=== Section Start ===

//! Fan-out of student-scoped events to linked guardians.
//!
//! Runs after the owning transaction has committed. Every step past loading
//! the recipients is best effort: a failed insert or email is logged and the
//! loop moves on to the next guardian.

use std::collections::HashMap;

use serde::Serialize;
use sqlx::types::Json;
use sqlx::{FromRow, PgPool};
use tracing::{instrument, warn};
use utoipa::ToSchema;

use schoolbase_models::ids::UserId;
use schoolbase_models::notifications::NotificationPreference;
use schoolbase_models::users::GuardianLink;
use schoolbase_models::{Channel, NotificationEvent, should_send};

use super::{Notifier, OutgoingEmail};
use crate::metrics::track_notifications;

#[derive(Debug, Clone, Copy, Default, PartialEq, Eq, Serialize, ToSchema)]
pub struct DispatchReport {
    pub recipients: u64,
    pub created: u64,
    pub emailed: u64,
    pub failed: u64,
}

impl DispatchReport {
    fn merge(&mut self, other: DispatchReport) {
        self.recipients += other.recipients;
        self.created += other.created;
        self.emailed += other.emailed;
        self.failed += other.failed;
    }
}

#[derive(Debug, FromRow)]
struct Recipient {
    #[sqlx(flatten)]
    link: GuardianLink,
    email: String,
    is_active: bool,
}

async fn load_recipients(db: &PgPool, event: &NotificationEvent) -> Result<Vec<Recipient>, sqlx::Error> {
    sqlx::query_as::<_, Recipient>(
        r#"
        SELECT gl.id, gl.parent_user_id, gl.student_id, gl.can_access_grades,
               gl.can_access_attendance, gl.can_access_fees, gl.can_access_disciplinary,
               gl.created_at, u.email, u.is_active
        FROM guardian_links gl
        JOIN users u ON u.id = gl.parent_user_id
        WHERE gl.student_id = $1
        ORDER BY gl.created_at, gl.id
        "#,
    )
    .bind(event.student_id)
    .fetch_all(db)
    .await
}

async fn load_preferences(
    db: &PgPool,
    user_ids: Vec<UserId>,
) -> Result<HashMap<UserId, NotificationPreference>, sqlx::Error> {
    let rows = sqlx::query_as::<_, NotificationPreference>(
        r#"
        SELECT user_id, grade_updated, attendance_marked, fee_reminder, fee_payment_confirmed,
               disciplinary_case, timetable_updated, general_announcement,
               email_enabled, sms_enabled, push_enabled
        FROM notification_preferences
        WHERE user_id = ANY($1)
        "#,
    )
    .bind(user_ids)
    .fetch_all(db)
    .await?;

    Ok(rows.into_iter().map(|p| (p.user_id, p)).collect())
}

async fn insert_notification(
    db: &PgPool,
    user_id: UserId,
    event: &NotificationEvent,
) -> Result<(), sqlx::Error> {
    sqlx::query(
        r#"
        INSERT INTO notifications (user_id, notification_type, title, message, data)
        VALUES ($1, $2, $3, $4, $5)
        "#,
    )
    .bind(user_id)
    .bind(event.kind)
    .bind(&event.title)
    .bind(&event.message)
    .bind(Json(&event.data))
    .execute(db)
    .await?;
    Ok(())
}

/// Delivers `event` to every guardian linked to its student.
///
/// A guardian linked twice is notified twice. The link's capability flag and
/// the guardian's type toggle gate the in-app row; emails additionally need
/// the event to warrant one and the email channel to be on.
#[instrument(skip(db, notifier, event), fields(student_id = %event.student_id, kind = event.kind.as_str()))]
pub async fn dispatch_notification(
    db: &PgPool,
    notifier: &dyn Notifier,
    event: &NotificationEvent,
) -> DispatchReport {
    let mut report = DispatchReport::default();

    let recipients = match load_recipients(db, event).await {
        Ok(r) => r,
        Err(e) => {
            warn!(error = %e, "Could not load notification recipients");
            report.failed += 1;
            return report;
        }
    };

    if recipients.is_empty() {
        return report;
    }

    let user_ids = recipients.iter().map(|r| r.link.parent_user_id).collect();
    let preferences = load_preferences(db, user_ids).await.unwrap_or_else(|e| {
        warn!(error = %e, "Could not load notification preferences; using defaults");
        HashMap::new()
    });

    for recipient in &recipients {
        let user_id = recipient.link.parent_user_id;
        let preference = preferences.get(&user_id);

        if !recipient.link.permits(event.kind) || !should_send(preference, event.kind, Channel::InApp) {
            continue;
        }
        report.recipients += 1;

        match insert_notification(db, user_id, event).await {
            Ok(()) => report.created += 1,
            Err(e) => {
                warn!(%user_id, error = %e, "Failed to store notification");
                report.failed += 1;
                continue;
            }
        }

        if event.email && recipient.is_active && should_send(preference, event.kind, Channel::Email) {
            let email = OutgoingEmail::new(&recipient.email, &event.title, &event.message);
            if notifier.send(&email).await {
                report.emailed += 1;
            } else {
                warn!(%user_id, "Notification email not delivered");
            }
        }
    }

    track_notifications(event.kind.as_str(), report.created, report.emailed);
    report
}

/// Dispatches a batch of events in order, summing the reports.
pub async fn dispatch_all(
    db: &PgPool,
    notifier: &dyn Notifier,
    events: &[NotificationEvent],
) -> DispatchReport {
    let mut total = DispatchReport::default();
    for event in events {
        total.merge(dispatch_notification(db, notifier, event).await);
    }
    total
}

#[cfg(test)]
mod tests {
    use super::*;

    #[test]
    fn test_merge_sums_fields() {
        let mut a = DispatchReport {
            recipients: 1,
            created: 1,
            emailed: 0,
            failed: 0,
        };
        a.merge(DispatchReport {
            recipients: 2,
            created: 1,
            emailed: 1,
            failed: 1,
        });
        assert_eq!(
            a,
            DispatchReport {
                recipients: 3,
                created: 2,
                emailed: 1,
                failed: 1
            }
        );
    }
}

=== Section End ===

REQUIRED ACTION
The whole listing above is to be restated word for word.

EXERCISE ANSWER
//! Fan-out of student-scoped events to linked guardians.
//!
//! Runs after the owning transaction has committed. Every step past loading
//! the recipients is best effort: a failed insert or email is logged and the
//! loop moves on to the next guardian.

use std::collections::HashMap;

use serde::Serialize;
use sqlx::types::Json;
use sqlx::{FromRow, PgPool};
use tracing::{instrument, warn};
use utoipa::ToSchema;

use schoolbase_models::ids::UserId;
use schoolbase_models::notifications::NotificationPreference;
use schoolbase_models::users::GuardianLink;
use schoolbase_models::{Channel, NotificationEvent, should_send};

use super::{Notifier, OutgoingEmail};
use crate::metrics::track_notifications;

#[derive(Debug, Clone, Copy, Default, PartialEq, Eq, Serialize, ToSchema)]
pub struct DispatchReport {
    pub recipients: u64,
    pub created: u64,
    pub emailed: u64,
    pub failed: u64,
}

impl DispatchReport {
    fn merge(&mut self, other: DispatchReport) {
        self.recipients += other.recipients;
        self.created += other.created;
        self.emailed += other.emailed;
        self.failed += other.failed;
    }
}

#[derive(Debug, FromRow)]
struct Recipient {
    #[sqlx(flatten)]
    link: GuardianLink,
    email: String,
    is_active: bool,
}

async fn load_recipients(db: &PgPool, event: &NotificationEvent) -> Result<Vec<Recipient>, sqlx::Error> {
    sqlx::query_as::<_, Recipient>(
        r#"
        SELECT gl.id, gl.parent_user_id, gl.student_id, gl.can_access_grades,
               gl.can_access_attendance, gl.can_access_fees, gl.can_access_disciplinary,
               gl.created_at, u.email, u.is_active
        FROM guardian_links gl
        JOIN users u ON u.id = gl.parent_user_id
        WHERE gl.student_id = $1
        ORDER BY gl.created_at, gl.id
        "#,
    )
    .bind(event.student_id)
    .fetch_all(db)
    .await
}

async fn load_preferences(
    db: &PgPool,
    user_ids: Vec<UserId>,
) -> Result<HashMap<UserId, NotificationPreference>, sqlx::Error> {
    let rows = sqlx::query_as::<_, NotificationPreference>(
        r#"
        SELECT user_id, grade_updated, attendance_marked, fee_reminder, fee_payment_confirmed,
               disciplinary_case, timetable_updated, general_announcement,
               email_enabled, sms_enabled, push_enabled
        FROM notification_preferences
        WHERE user_id = ANY($1)
        "#,
    )
    .bind(user_ids)
    .fetch_all(db)
    .await?;

    Ok(rows.into_iter().map(|p| (p.user_id, p)).collect())
}

async fn insert_notification(
    db: &PgPool,
    user_id: UserId,
    event: &NotificationEvent,
) -> Result<(), sqlx::Error> {
    sqlx::query(
        r#"
        INSERT INTO notifications (user_id, notification_type, title, message, data)
        VALUES ($1, $2, $3, $4, $5)
        "#,
    )
    .bind(user_id)
    .bind(event.kind)
    .bind(&event.title)
    .bind(&event.message)
    .bind(Json(&event.data))
    .execute(db)
    .await?;
    Ok(())
}

/// Delivers `event` to every guardian linked to its student.
///
/// A guardian linked twice is notified twice. The link's capability flag and
/// the guardian's type toggle gate the in-app row; emails additionally need
/// the event to warrant one and the email channel to be on.
#[instrument(skip(db, notifier, event), fields(student_id = %event.student_id, kind = event.kind.as_str()))]
pub async fn dispatch_notification(
    db: &PgPool,
    notifier: &dyn Notifier,
    event: &NotificationEvent,
) -> DispatchReport {
    let mut report = DispatchReport::default();

    let recipients = match load_recipients(db, event).await {
        Ok(r) => r,
        Err(e) => {
            warn!(error = %e, "Could not load notification recipients");
            report.failed += 1;
            return report;
        }
    };

    if recipients.is_empty() {
        return report;
    }

    let user_ids = recipients.iter().map(|r| r.link.parent_user_id).collect();
    let preferences = load_preferences(db, user_ids).await.unwrap_or_else(|e| {
        warn!(error = %e, "Could not load notification preferences; using defaults");
        HashMap::new()
    });

    for recipient in &recipients {
        let user_id = recipient.link.parent_user_id;
        let preference = preferences.get(&user_id);

        if !recipient.link.permits(event.kind) || !should_send(preference, event.kind, Channel::InApp) {
            continue;
        }
        report.recipients += 1;

        match insert_notification(db, user_id, event).await {
            Ok(()) => report.created += 1,
            Err(e) => {
                warn!(%user_id, error = %e, "Failed to store notification");
                report.failed += 1;
                continue;
            }
        }

        if event.email && recipient.is_active && should_send(preference, event.kind, Channel::Email) {
            let email = OutgoingEmail::new(&recipient.email, &event.title, &event.message);
            if notifier.send(&email).await {
                report.emailed += 1;
            } else {
                warn!(%user_id, "Notification email not delivered");
            }
        }
    }

    track_notifications(event.kind.as_str(), report.created, report.emailed);
    report
}

/// Dispatches a batch of events in order, summing the reports.
pub async fn dispatch_all(
    db: &PgPool,
    notifier: &dyn Notifier,
    events: &[NotificationEvent],
) -> DispatchReport {
    let mut total = DispatchReport::default();
    for event in events {
        total.merge(dispatch_notification(db, notifier, event).await);
    }
    total
}

#[cfg(test)]
mod tests {
    use super::*;

    #[test]
    fn test_merge_sums_fields() {
        let mut a = DispatchReport {
            recipients: 1,
            created: 1,
            emailed: 0,
            failed: 0,
        };
        a.merge(DispatchReport {
            recipients: 2,
            created: 1,
            emailed: 1,
            failed: 1,
        });
        assert_eq!(
            a,
            DispatchReport {
                recipients: 3,
                created: 2,
                emailed: 1,
                failed: 1
            }
        );
    }
}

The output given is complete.